If everyone agreed on ultimate ends, the questions that are supposed to arise out of political and ethical philosophy would reduce to a inductive problem of what sort of actions increased utility, or a statistical analysis of what actions in what situations increased happiness. If everyone agreed on axioms, or agreed on the process for generating axioms, then politics and ethics would reduce to calculation based on the ten commandments or the categorical imperative. It is precisely that persistent disagreements, systematic disagreements, continue to exist, that the chain of arguments do not follow the same family of paths, that the form of solutions is fundamentally unresolved, that requires the answer remain philosophical.

It is entirely legitimate, and possibly correct, to argue that philosophical methods cannot produce truthful knowledge about the world or ourselves, and is at best rationalizations of deeper processes. Prior to the 18th century or so slavery was an accepted part of the social order, and ethics was concerned mainly with the appropriate manner in which slaves should be treated. People with as contradictory ethical systems as the Epicureans and the Stoics neverless agreed that slavery was acceptable, as did the medieval Christians and Muslims and Hindus. By the end of the twentieth century, neo-stoics, neo-Epicureans, Utilitarians and Deontologists, no matter their other substantial disagreements all agree that slave holding is impermissible. It was not new knowledge, but new social convention that changed the ethical theory. By contrast stoic logic, though incomplete, is as valid now as when it was formulated, and the Greek proofs that the world is round are as acceptable today as when they were first observed. Answers to philosophical questions are genuinely different than answers to well formulated questions.

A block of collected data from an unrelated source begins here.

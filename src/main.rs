use std::io;

use actix_web::{middleware::Logger, web, App, HttpServer};
use taskdesk::{
    auth::{AuthMiddleware, AuthService, TokenService},
    config::Config,
    routes,
    store::Stores,
};

#[actix_web::main]
async fn main() -> io::Result<()> {
    dotenv::dotenv().ok();
    env_logger::Builder::from_env(env_logger::Env::default().default_filter_or("info")).init();

    let config = Config::from_env().map_err(|e| {
        log::error!("invalid configuration: {}", e);
        io::Error::new(io::ErrorKind::InvalidInput, e)
    })?;

    let stores = Stores::connect(&config).await.map_err(|e| {
        log::error!("failed to open the store: {}", e);
        io::Error::new(io::ErrorKind::Other, e)
    })?;

    let tokens = TokenService::new(&config.jwt);
    let auth = AuthService::new(stores.users.clone(), tokens.clone(), config.bcrypt_cost);
    let cors_origin = config.cors_allowed_origin.clone();

    log::info!("Starting taskdesk server at {}", config.server_url());
    HttpServer::new(move || {
        App::new()
            .app_data(web::Data::new(auth.clone()))
            .app_data(web::Data::from(stores.tasks.clone()))
            .wrap(AuthMiddleware::new(tokens.clone()))
            .wrap(routes::cors(&cors_origin))
            .wrap(Logger::default())
            .configure(routes::config)
    })
    .bind((config.server_host.as_str(), config.server_port))?
    .run()
    .await
}
use actix_web::{get, HttpResponse, Responder};
use chrono::Utc;
use serde_json::json;

/// Liveness probe. Sits on the auth gate's allow-list, so load balancers need no token.
#[get("/health")]
pub async fn health() -> impl Responder {
    HttpResponse::Ok().json(json!({
        "status": "ok",
        "service": env!("CARGO_PKG_NAME"),
        "version": env!("CARGO_PKG_VERSION"),
        "timestamp": Utc::now()
    }))
}

#[cfg(test)]
mod tests {
    use super::*;
    use actix_web::test;

    #[actix_web::test]
    async fn test_health_reports_service() {
        let app = test::init_service(actix_web::App::new().service(health)).await;

        let req = test::TestRequest::get().uri("/health").to_request();
        let resp = test::call_service(&app, req).await;
        assert!(resp.status().is_success());

        let json: serde_json::Value = test::read_body_json(resp).await;
        assert_eq!(json["status"], "ok");
        assert_eq!(json["service"], "taskdesk");
        assert!(json["timestamp"].is_string());
    }
}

Nevertheless, to argue that everyone knows what actions will increase happiness, and further that everyone wants to increase their own happiness and that of others is a well formulated empirical question, and one need only look at the contrast between the actions of the average person compared the findings, such as they are, from happiness research to indicate that either people do not know what makes them and others happy, or else that they do not think that happiness is the meaning of life and basis of ethics. However humans are social, and so the game of giving and asking for reasons must continue. The problem of competing ethical systems is not that different people might disagree about the best way to achieve identical ends, but that different people will do different things for reasons that others will find unacceptable, or towards ends that they find incomprehensible. To argue that it does not matter why a person gives money to the homeless so long as he does so, is only a gracious concession that it does not matter why someone agrees with you, so long as they do.